A Night at the Opera House: Boston Ballet’s ‘Giselle’

Posted by on October 9, 2009 at 3:49 pm

giselle1

Courtesy of The Boston Phoenix at thephoenix.com

Last night, in a desperate bid to get out of Cambridge, avoid thoughts of impending midterm doom, and actually experience that major Northeastern city that happens to reside three miles away from our campus (what’s it called again? Oh yeah, Boston.* I think the average undergrad here is lucky to go there once a month), my suitemate and I headed out to the theater district to get a glimpse of some culture and watch Giselle, a romantic ballet currently being performed by the Boston Ballet. We grabbed our $20 rush tickets around five o’clock, ventured into Chinatown for dinner,** and came back to the Boston Opera House slightly before seven o’clock to find our seats and watch the show.

This is the first year that Boston Ballet is performing at the Boston Opera House instead of the Wang Theater, but for some reason the inside of both buildings are eerily similar. If it weren’t for the differently shaped staircase in the main lobby, I’m not sure I would have noticed the change. That said, like the Wang Theater, the Boston Opera House is positively dripping with ornate grandiosity. Technically, according to Boston Ballet, there is no dress code, but let me warn you, you’re going to feel awfully silly if you show up in jeans and a t-shirt to a largely well-dressed crowd in a building that looks like this:

Courtesy of bostonpreservation.org

Courtesy of bostonpreservation.org

The other thing about attending the ballet is that you should always be prepared to clap blisters onto your hands. For some reason, possibly because unlike in a play or a musical, some soloists will only have about ten minutes of stardom on stage, it has become the custom to applaud any and every dance that seems mildly worthy of one’s time. Nowhere is this more prevalent than in Act II of the Nutcracker, which I am convinced was designed to milk the maximum adoration from any given audience, but any classical ballet more or less requires that you keep your hands at the ready.

Giselle itself is an absolutely gorgeous ballet about a peasant girl named Giselle who falls in love with a peasant boy named Loys. Unfortunately, as the jealous Hilarion discovers in Act II, Loys is actually the local nobleman Prince Albrecht, who happens to be engaged to a local noblewoman named Bathilde, and when Giselle discovers this, she first swoons and then enters a trance-like dance made of crazy and dies in her mother’s embrace.

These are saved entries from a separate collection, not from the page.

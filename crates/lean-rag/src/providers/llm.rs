//! LLM provider trait for answer generation

use async_trait::async_trait;

use crate::error::Result;

/// Trait for prompt-in, text-out generation
#[async_trait]
pub trait LlmProvider: Send + Sync {
    /// Run the prompt and return the raw model text
    async fn generate(&self, prompt: &str) -> Result<String>;

    /// Model identifier, reported by `/health`
    fn model(&self) -> &str;

    /// Check if the provider is reachable
    async fn health_check(&self) -> Result<bool>;
}
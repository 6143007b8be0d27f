//! RAG Server binary
//!
//! Run with: cargo run -p lean-rag --bin lean-rag-server

use lean_rag::{config::RagConfig, server::RagServer};
use tracing_subscriber::{layer::SubscriberExt, util::SubscriberInitExt};

#[tokio::main]
async fn main() -> anyhow::Result<()> {
    // Initialize tracing
    tracing_subscriber::registry()
        .with(
            tracing_subscriber::EnvFilter::try_from_default_env()
                .unwrap_or_else(|_| "lean_rag=info,tower_http=info".into()),
        )
        .with(tracing_subscriber::fmt::layer())
        .init();

    println!(
        r#"
╔═══════════════════════════════════════════════════════════╗
║                        Lean RAG                           ║
║          Grounded answers as structured JSON              ║
╚═══════════════════════════════════════════════════════════╝
"#
    );

    let config = RagConfig::load()?;

    tracing::info!("Configuration loaded");
    tracing::info!("  - Qdrant: {} ({})", config.vector_db.url(), config.vector_db.collection);
    tracing::info!("  - Embedding model: {}", config.embeddings.model);
    tracing::info!("  - LLM model: {}", config.llm.model);
    tracing::info!("  - Top k: {}", config.retrieval.top_k);

    let server = RagServer::new(config)?;

    // Check Ollama and Qdrant
    if !server.state().check_backends().await {
        tracing::warn!("Some backends are unavailable; /ask will degrade until they are up");
        tracing::warn!("Start Ollama with `ollama serve` and pull the models:");
        tracing::warn!("  ollama pull {}", server.state().config().embeddings.model);
        tracing::warn!("  ollama pull {}", server.state().config().llm.model);
    }

    println!("\nServer starting...");
    println!("  Health: http://{}/health", server.address());
    println!("\nEndpoints:");
    println!("  GET  /health - Service and index status");
    println!("  POST /ask    - Ask a question {{\"q\": \"...\", \"k\": 8}}");
    println!("\nPress Ctrl+C to stop\n");

    server.start().await?;

    Ok(())
}
//! `/health` and `/ask` handlers

use axum::{
    extract::State,
    routing::{get, post},
    Json, Router,
};

use crate::server::state::AppState;
use crate::types::{AskRequest, HealthResponse, ModelResponse};

/// Routes served by the API
pub fn routes() -> Router<AppState> {
    Router::new()
        .route("/health", get(health))
        .route("/ask", post(ask))
}

/// GET /health - liveness plus index reachability
///
/// Always 200; an unreachable index only flips `qdrant` to false.
pub async fn health(State(state): State<AppState>) -> Json<HealthResponse> {
    let qdrant = match state.store().health_check().await {
        Ok(reachable) => reachable,
        Err(e) => {
            tracing::warn!("Vector index health check failed: {}", e);
            false
        }
    };

    Json(HealthResponse {
        ok: true,
        qdrant,
        reranker: state.answer_service().context_builder().reranker().is_available(),
        ollama_model: state.llm().model().to_string(),
        embed_model: state.embedder().model().to_string(),
    })
}

/// POST /ask - answer a question from the indexed corpus
///
/// The body is always a response-shaped object, including for `k` of 0,
/// which retrieves nothing and gets the no-context answer.
pub async fn ask(
    State(state): State<AppState>,
    Json(request): Json<AskRequest>,
) -> Json<ModelResponse> {
    let k = request.k_or(state.config().retrieval.top_k);

    tracing::info!("Ask: \"{}\" (k={})", request.q, k);

    let response = match state.answer_service().answer(&request.q, k).await {
        Ok(response) => response,
        Err(e) => {
            tracing::error!("Retrieval failed: {}", e);
            ModelResponse::message(format!("Retrieval failed: {}", e))
        }
    };

    Json(response)
}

In Act II, as her worried mother predicted, Giselle’s spirit joins the Wilis, ghosts of the forests that have all died due to betrayal by the men who they loved. Hilarion, who is grieving at Giselle’s grave, realizes too late that the sun has gone down, and the Wilis, who exist for revenge, find him and make him dance himself into exhaustion and death. Albrecht then comes to mourn Giselle as well, but when the Wilis find him, Giselle protects him from Myrtha, the Queen of the Wilis, and she gives him strength to survive until dawn. Because of her love and forgiveness, Giselle’s spirit leaves the Wilis and returns to her grave, while Albrecht is left alone in the forest in his sorrow.

If you don’t think that’s romantic, you probably don’t have a heart, although, yes, Albrecht acted a bit like a douche in Act I. Besides, the dancing was beautiful and ethereal (though, admittedly, in the first few scenes I noticed the corps having some issues with forming straight lines), and it’s a great way to spend a classy evening in the city without spending too much money. Giselle is only playing until October 11, but I highly recommend it, and if you can’t make it this weekend, Boston Ballet is performing World Passions at the end of the month and Coppelia and Ultimate Balanchine next semester.

*Fun fact: places with a larger population than Boston include Detroit, Michigan; Jacksonville, Florida; and Ft. Worth, Texas, not even including the Dallas part.

**At a place called Pho Pasteur, by the way. If you want some cheap and delicious Vietnamese food near the theater district, this is your place. And try their pineapple coconut shake, it’s like heaven in a cup.